Dans la Loi sur les conflits d'intérêts, une seule disposition, l'article 16, traite directement de la participation à des activités de financement. Selon l'article 16 de la Loi, « il est interdit à tout titulaire de charge publique de solliciter personnellement des fonds d'une personne ou d'un organisme si l'exercice d'une telle activité plaçait le titulaire en situation de conflit d'intérêts ». Le Code régissant les conflits d'intérêts des députés de la Chambre des communes, pour sa part, est muet sur la question des activités de financement politique.
Cette disposition ne fait pas de distinction entre les activités de financement politique et caritatif. Pour qu'il y ait contravention à l'article 16, on doit être en présence de deux éléments. Premièrement, le titulaire de charge publique doit avoir sollicité personnellement des fonds auprès d'une personne ou d'un organisme ou avoir demandé à quelqu'un d'autre de le faire. Deuxièmement, il doit être établi que cette sollicitation plaçait le titulaire de charge publique en conflit d'intérêts.
Je dois mentionner également qu'une autre disposition de la Loi est liée au financement politique. Il s'agit de l'alinéa 11(2)a), qui prévoit une exception à la règle visant les cadeaux concernant ceux qui sont permis par la Loi électorale du Canada. Vous vous rappellerez que la règle visant les cadeaux interdit à tout titulaire de charge publique et à tout membre de sa famille d'accepter un cadeau ou un autre avantage qui pourrait raisonnablement donner à penser qu'il a été donné pour influencer le titulaire de charge publique dans l'exercice de ses fonctions officielles.
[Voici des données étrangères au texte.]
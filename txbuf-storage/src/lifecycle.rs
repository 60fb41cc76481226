//! Cache lifecycle management.
//!
//! [`CacheLifecycleManager`] owns the backend manager and the four logical
//! caches, builds the buffer components over them, and tears everything
//! down on close. Components are handed out as [`BufferHandles`] borrowed
//! from the manager, so nothing can keep a cache alive past `close`.
//!
//! ```text
//! Uninitialized --open--> Open --close--> Closed
//! ```

use std::fmt;
use std::sync::Arc;

use txbuf_core::{
    BufferConfig, BufferError, CacheConfiguration, ConfigurationError, Event, LogPosition,
    LogicalCache, TransactionId, TxBufError, TxBufResult,
};

use crate::cache::{
    CacheBackend, CacheManager, CacheManagerFactory, CacheStats, EmbeddedCacheManagerFactory,
};
use crate::context::StreamingContext;
use crate::dedup::DedupCache;
use crate::metrics::{BufferMetrics, NoopMetrics};
use crate::resolver::CacheConfigurationResolver;
use crate::schema_changes::SchemaChangeCache;
use crate::transaction_buffer::TransactionBuffer;

// ============================================================================
// STATE AND REPORTS
// ============================================================================

/// Lifecycle state of a [`CacheLifecycleManager`].
#[derive(Debug, Clone, Copy, PartialEq, Eq)]
pub enum LifecycleState {
    Uninitialized,
    Open,
    Closed,
}

impl LifecycleState {
    pub fn as_str(self) -> &'static str {
        match self {
            LifecycleState::Uninitialized => "uninitialized",
            LifecycleState::Open => "open",
            LifecycleState::Closed => "closed",
        }
    }
}

impl fmt::Display for LifecycleState {
    fn fmt(&self, f: &mut fmt::Formatter<'_>) -> fmt::Result {
        f.write_str(self.as_str())
    }
}

/// Outcome of [`CacheLifecycleManager::close`].
///
/// Cleanup failures end up here instead of failing the close.
#[derive(Debug, Clone, Default, PartialEq, Eq)]
pub struct ShutdownReport {
    /// Whether the buffer was dropped (cleared and its caches removed).
    pub dropped: bool,
    /// Caches whose storage was removed.
    pub removed: Vec<String>,
    /// Every failure encountered while clearing, removing or shutting down.
    pub failures: Vec<TxBufError>,
}

impl ShutdownReport {
    pub fn is_clean(&self) -> bool {
        self.failures.is_empty()
    }
}

/// Entry count and counters of one logical cache.
#[derive(Debug, Clone, PartialEq, Eq)]
pub struct CacheStatistics {
    pub cache: LogicalCache,
    pub entries: u64,
    pub stats: CacheStats,
}
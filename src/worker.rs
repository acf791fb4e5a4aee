//! Worker lifecycle: connect once, consume the channel, then park
//!
//! The worker never reconnects. After a failed connect or a closed stream it
//! parks until shutdown so the health server can keep reporting the state to
//! whatever supervises the process.

use crate::broker::{BrokerConnector, BrokerError, ConnectionManager, HealthState};
use crate::processor::{MessageProcessor, ProcessOutcome};
use crate::subscription::{LoopExit, LoopReport, SubscriptionLoop};
use tokio::sync::{mpsc, watch};
use tracing::{error, info, warn};

/// How the consuming phase of the worker ended
#[derive(Debug)]
pub enum WorkerOutcome {
    /// The initial connection failed; the loop never started
    ConnectFailed(BrokerError),
    /// The subscription stream ended or failed
    StreamClosed(LoopReport),
}

/// Pub/sub worker with an injected broker connector
pub struct Worker<C: BrokerConnector> {
    channel: String,
    manager: ConnectionManager<C>,
    subscription: SubscriptionLoop,
}

impl<C: BrokerConnector> Worker<C> {
    pub fn new(
        connector: C,
        channel: impl Into<String>,
        state: HealthState,
        processor: MessageProcessor,
    ) -> Self {
        Self {
            channel: channel.into(),
            manager: ConnectionManager::new(connector, state),
            subscription: SubscriptionLoop::new(processor),
        }
    }

    /// Forward every processing outcome to `sender`
    pub fn with_outcome_sender(mut self, sender: mpsc::UnboundedSender<ProcessOutcome>) -> Self {
        self.subscription = self.subscription.with_outcome_sender(sender);
        self
    }

    pub fn state(&self) -> &HealthState {
        self.manager.state()
    }

    /// Connect and consume until the stream is gone
    pub async fn consume(&self) -> WorkerOutcome {
        let session = match self.manager.connect(&self.channel).await {
            Ok(session) => session,
            Err(e) => return WorkerOutcome::ConnectFailed(e),
        };

        info!("Listening for messages on channel {}", self.channel);
        let report = self.subscription.run(session.events).await;
        WorkerOutcome::StreamClosed(report)
    }

    /// Consume, then park until `shutdown` flips to true or its sender is dropped
    pub async fn run(&self, mut shutdown: watch::Receiver<bool>) {
        tokio::select! {
            outcome = self.consume() => {
                match outcome {
                    WorkerOutcome::ConnectFailed(e) => {
                        error!("Worker idle: broker connection failed ({})", e);
                    }
                    WorkerOutcome::StreamClosed(LoopReport { stats, exit }) => {
                        let reason = match exit {
                            LoopExit::StreamEnded => "stream ended".to_string(),
                            LoopExit::StreamError(e) => e,
                        };
                        warn!(
                            "Worker idle: subscription closed ({}) after {} messages",
                            reason, stats.processed
                        );
                    }
                }
            }
            _ = wait_for_shutdown(&mut shutdown) => {
                info!("Worker stopping");
                return;
            }
        }

        wait_for_shutdown(&mut shutdown).await;
        info!("Worker stopping");
    }
}

async fn wait_for_shutdown(shutdown: &mut watch::Receiver<bool>) {
    while !*shutdown.borrow() {
        if shutdown.changed().await.is_err() {
            return;
        }
    }
}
Des contraventions à d'autres dispositions de la Loi qui ne portent pas spécifiquement sur les activités de financement pourraient survenir, mais ultérieurement, lorsqu'une personne qui a fait une contribution financière cherche à faire pencher en sa faveur un ministre ou un membre de son personnel.
Ces dispositions n'auraient aucune application durant le déroulement de l'activité de financement ou au moment où est versée la contribution demandée. Par exemple, l'article 6 interdit à tout titulaire de charge publique de prendre une décision officielle ou de participer à la prise d'une telle décision s'il sait ou devait raisonnablement savoir que, en prenant cette décision, il se trouverait en situation de conflit d'intérêts.
Aux termes de l'article 7, la question est de savoir non pas à qui un titulaire de charge publique peut s'adresser lors d'une activité de financement, mais si cette personne reçoit par la suite un traitement de faveur. L'article 7 pose problème, toutefois, en raison de sa portée très limitée. Il interdit non pas toutes les formes de traitement de faveur, mais uniquement les traitements de faveur accordés en fonction de l'identité de la personne qui intervient. Je me suis toujours demandé pourquoi il n’interdisait pas simplement toutes les formes de traitement de faveur.
Les articles 8 et 9 interdisent aux titulaires de charge publique de favoriser ou de chercher à favoriser de façon irrégulière les intérêts personnels d'un donateur, soit en utilisant des renseignements d'initiés, soit en tentant d'influencer une décision.
J'ai recommandé à plusieurs reprises que l'on resserre la disposition de la Loi visant la sollicitation de fonds, par exemple en instaurant des règles plus rigoureuses pour les ministres et les secrétaires parlementaires. Je suis même allée jusqu'à dire dans mon rapport annuel de 2012-2013 que je serais disposée à appuyer l'interdiction absolue pour les ministres et les secrétaires parlementaires de participer à des activités de financement si le gouvernement souhaitait aller aussi loin.
Dans le rapport Glover, j'ai recommandé que la loi soit modifiée de manière à inclure une contravention dans le cas de ministres ou de secrétaires parlementaires qui savaient ou auraient dû savoir que des fonds étaient sollicités par d'autres dans des circonstances qui les plaçaient en situation de conflit d'intérêts et qui n'ont pas pris les mesures appropriées. Je me suis aussi appuyée à plusieurs reprises sur le document du sur la responsabilité gouvernementale, intitulé dans sa dernière version Pour un gouvernement ouvert et responsable. Certains des énoncés qui s'y trouvent pourraient être intégrés à la loi.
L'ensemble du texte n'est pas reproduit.